**Given data**
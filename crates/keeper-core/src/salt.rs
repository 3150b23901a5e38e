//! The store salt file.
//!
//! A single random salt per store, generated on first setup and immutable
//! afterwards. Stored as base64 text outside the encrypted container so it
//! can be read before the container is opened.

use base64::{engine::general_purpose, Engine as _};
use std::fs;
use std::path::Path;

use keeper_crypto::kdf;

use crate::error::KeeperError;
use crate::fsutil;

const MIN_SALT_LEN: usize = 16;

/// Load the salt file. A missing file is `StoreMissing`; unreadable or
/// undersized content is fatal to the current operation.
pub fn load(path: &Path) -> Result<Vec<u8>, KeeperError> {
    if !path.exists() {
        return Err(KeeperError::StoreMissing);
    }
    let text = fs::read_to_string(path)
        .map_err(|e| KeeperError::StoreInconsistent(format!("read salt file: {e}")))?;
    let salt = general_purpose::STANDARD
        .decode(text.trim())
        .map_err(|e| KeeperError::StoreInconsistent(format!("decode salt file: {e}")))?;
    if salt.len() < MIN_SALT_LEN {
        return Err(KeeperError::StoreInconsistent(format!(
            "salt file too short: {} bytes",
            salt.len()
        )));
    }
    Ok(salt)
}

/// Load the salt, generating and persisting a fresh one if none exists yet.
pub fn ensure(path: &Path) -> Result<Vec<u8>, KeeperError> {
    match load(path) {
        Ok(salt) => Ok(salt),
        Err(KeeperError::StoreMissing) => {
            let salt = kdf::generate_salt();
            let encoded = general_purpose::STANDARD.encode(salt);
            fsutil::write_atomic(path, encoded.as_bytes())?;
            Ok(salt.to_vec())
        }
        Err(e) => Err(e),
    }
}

---

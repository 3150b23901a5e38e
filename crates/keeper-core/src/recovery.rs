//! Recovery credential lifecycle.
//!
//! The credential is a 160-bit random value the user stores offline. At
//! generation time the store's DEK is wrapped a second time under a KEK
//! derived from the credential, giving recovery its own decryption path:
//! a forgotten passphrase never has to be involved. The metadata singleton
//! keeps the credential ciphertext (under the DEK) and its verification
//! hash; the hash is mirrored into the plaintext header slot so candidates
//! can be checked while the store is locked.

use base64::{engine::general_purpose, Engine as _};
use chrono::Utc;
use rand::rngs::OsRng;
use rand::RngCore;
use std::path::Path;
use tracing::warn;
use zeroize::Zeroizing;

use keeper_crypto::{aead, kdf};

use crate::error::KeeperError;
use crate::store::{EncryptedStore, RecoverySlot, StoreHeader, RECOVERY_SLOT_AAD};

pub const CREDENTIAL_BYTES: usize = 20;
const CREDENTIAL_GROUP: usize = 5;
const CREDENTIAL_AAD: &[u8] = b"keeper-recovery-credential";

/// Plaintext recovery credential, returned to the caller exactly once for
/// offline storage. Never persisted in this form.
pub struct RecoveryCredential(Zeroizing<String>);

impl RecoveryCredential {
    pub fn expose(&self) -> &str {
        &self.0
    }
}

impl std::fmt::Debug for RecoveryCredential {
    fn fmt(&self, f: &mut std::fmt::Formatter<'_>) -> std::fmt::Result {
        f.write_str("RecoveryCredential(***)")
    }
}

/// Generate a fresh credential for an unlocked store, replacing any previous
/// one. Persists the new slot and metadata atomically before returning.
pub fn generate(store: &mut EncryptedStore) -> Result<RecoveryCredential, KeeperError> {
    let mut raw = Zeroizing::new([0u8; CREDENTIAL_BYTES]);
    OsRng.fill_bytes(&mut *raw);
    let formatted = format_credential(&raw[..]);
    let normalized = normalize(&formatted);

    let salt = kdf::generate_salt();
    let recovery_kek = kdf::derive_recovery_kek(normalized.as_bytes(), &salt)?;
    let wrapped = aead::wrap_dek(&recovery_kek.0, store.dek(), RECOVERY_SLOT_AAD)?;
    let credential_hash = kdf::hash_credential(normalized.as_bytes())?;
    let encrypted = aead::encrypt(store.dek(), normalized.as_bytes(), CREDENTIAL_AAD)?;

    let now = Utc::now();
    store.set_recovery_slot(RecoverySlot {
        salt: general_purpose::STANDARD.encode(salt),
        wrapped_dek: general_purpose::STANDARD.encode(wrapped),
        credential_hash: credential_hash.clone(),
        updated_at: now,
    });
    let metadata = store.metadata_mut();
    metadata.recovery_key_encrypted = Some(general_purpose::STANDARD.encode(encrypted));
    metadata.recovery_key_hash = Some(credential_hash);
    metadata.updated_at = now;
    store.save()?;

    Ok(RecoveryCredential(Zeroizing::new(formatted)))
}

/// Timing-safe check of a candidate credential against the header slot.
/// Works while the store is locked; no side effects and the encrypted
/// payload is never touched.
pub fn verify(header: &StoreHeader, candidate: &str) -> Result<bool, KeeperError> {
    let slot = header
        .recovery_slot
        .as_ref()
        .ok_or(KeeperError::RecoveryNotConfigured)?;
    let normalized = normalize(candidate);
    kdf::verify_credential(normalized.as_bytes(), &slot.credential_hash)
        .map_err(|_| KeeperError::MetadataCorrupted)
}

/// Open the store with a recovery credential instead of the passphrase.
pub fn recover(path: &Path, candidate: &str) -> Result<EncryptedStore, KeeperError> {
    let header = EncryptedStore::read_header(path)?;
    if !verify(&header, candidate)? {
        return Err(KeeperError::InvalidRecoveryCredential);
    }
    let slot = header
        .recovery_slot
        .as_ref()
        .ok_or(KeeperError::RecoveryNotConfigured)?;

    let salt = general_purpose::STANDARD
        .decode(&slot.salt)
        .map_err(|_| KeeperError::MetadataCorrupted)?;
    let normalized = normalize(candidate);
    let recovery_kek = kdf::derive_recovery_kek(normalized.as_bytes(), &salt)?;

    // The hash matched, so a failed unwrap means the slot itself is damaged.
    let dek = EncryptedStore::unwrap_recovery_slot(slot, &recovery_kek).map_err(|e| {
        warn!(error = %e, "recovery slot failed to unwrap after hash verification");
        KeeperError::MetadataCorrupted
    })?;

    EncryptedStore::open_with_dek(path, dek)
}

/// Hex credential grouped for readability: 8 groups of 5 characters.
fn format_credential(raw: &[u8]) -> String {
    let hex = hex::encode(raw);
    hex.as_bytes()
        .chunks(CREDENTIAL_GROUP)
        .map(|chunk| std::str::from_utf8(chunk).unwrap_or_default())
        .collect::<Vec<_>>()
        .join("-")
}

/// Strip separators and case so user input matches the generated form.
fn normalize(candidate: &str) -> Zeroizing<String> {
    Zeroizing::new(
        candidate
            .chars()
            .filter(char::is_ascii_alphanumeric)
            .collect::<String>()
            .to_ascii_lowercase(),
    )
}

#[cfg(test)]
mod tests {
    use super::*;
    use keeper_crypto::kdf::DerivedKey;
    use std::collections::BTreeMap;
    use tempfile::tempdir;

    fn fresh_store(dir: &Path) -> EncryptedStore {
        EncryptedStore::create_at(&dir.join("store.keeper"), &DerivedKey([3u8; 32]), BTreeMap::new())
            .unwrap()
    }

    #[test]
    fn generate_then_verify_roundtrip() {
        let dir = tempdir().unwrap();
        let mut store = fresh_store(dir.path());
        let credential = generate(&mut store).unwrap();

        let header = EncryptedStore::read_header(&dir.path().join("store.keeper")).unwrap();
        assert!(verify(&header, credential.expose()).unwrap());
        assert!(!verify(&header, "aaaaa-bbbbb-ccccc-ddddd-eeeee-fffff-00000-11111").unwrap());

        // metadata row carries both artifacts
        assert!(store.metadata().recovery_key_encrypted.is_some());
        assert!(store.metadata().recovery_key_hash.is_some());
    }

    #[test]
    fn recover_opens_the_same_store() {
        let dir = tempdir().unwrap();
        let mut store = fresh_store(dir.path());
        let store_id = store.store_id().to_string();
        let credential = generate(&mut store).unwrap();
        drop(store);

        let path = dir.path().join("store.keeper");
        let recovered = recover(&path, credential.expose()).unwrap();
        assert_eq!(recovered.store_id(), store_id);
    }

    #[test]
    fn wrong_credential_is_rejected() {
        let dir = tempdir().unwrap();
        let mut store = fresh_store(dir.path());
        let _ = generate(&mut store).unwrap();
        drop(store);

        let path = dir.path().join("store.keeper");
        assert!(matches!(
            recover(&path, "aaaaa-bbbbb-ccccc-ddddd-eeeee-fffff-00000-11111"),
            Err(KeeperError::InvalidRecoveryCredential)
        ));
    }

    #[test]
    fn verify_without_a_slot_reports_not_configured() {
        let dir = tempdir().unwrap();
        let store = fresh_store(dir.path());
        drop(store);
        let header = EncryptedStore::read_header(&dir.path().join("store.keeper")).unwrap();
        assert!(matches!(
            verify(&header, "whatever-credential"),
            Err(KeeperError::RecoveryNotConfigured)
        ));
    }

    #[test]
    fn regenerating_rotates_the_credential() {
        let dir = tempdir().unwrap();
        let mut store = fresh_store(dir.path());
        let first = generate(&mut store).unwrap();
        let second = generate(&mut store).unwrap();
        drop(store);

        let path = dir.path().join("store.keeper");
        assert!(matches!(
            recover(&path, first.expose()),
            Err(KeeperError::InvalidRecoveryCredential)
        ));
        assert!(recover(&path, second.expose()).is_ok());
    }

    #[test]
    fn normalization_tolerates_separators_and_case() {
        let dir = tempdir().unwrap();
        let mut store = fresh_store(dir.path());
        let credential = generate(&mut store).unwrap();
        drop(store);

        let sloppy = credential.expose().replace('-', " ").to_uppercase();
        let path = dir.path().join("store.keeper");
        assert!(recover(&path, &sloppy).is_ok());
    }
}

**Task objective**
Out of the material above, output word for word the line with "filename crates/keeper-core/src/salt.rs", the line with "use crate::fsutil;", and all lines between them, with nothing else.

**Answer**
filename crates/keeper-core/src/salt.rs
repository 3150b23901a5e38e
//! The store salt file.
//!
//! A single random salt per store, generated on first setup and immutable
//! afterwards. Stored as base64 text outside the encrypted container so it
//! can be read before the container is opened.

use base64::{engine::general_purpose, Engine as _};
use std::fs;
use std::path::Path;

use keeper_crypto::kdf;

use crate::error::KeeperError;
use crate::fsutil;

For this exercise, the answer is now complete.